[Dataset records]
* * *
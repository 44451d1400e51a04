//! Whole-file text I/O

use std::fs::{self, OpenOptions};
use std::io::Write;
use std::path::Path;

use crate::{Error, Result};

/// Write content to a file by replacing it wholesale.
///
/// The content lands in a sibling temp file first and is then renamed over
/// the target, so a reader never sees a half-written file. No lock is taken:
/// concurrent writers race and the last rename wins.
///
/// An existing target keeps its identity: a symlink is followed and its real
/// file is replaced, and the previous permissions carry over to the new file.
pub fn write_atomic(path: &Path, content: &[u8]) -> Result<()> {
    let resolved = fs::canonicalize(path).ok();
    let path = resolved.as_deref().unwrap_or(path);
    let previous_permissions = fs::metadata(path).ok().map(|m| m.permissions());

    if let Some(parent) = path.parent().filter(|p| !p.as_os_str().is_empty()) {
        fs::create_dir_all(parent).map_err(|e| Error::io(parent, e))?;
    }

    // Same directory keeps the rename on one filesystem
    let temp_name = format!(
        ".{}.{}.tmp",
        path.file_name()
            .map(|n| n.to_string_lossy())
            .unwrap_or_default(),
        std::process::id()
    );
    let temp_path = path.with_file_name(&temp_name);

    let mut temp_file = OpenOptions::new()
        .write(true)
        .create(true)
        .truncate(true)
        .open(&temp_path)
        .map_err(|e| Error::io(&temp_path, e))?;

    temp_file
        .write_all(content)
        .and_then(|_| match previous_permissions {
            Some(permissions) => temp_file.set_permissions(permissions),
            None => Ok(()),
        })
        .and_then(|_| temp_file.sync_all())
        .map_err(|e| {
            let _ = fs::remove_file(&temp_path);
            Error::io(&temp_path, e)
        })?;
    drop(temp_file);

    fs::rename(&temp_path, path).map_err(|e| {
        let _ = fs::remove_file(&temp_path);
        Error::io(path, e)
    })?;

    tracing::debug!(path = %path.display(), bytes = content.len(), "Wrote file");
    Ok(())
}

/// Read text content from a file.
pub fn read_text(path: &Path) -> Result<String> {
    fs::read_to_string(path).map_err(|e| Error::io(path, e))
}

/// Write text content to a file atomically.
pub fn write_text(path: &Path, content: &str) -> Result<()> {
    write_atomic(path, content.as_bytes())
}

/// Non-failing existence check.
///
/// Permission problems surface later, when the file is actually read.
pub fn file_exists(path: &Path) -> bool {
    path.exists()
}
* * *
## About this exercise
Give back, unchanged, the line containing "a file atomically." and each line that comes after it in the entries above, ending with the last.

## Task solution
/// Write text content to a file atomically.
pub fn write_text(path: &Path, content: &str) -> Result<()> {
    write_atomic(path, content.as_bytes())
}

/// Non-failing existence check.
///
/// Permission problems surface later, when the file is actually read.
pub fn file_exists(path: &Path) -> bool {
    path.exists()
}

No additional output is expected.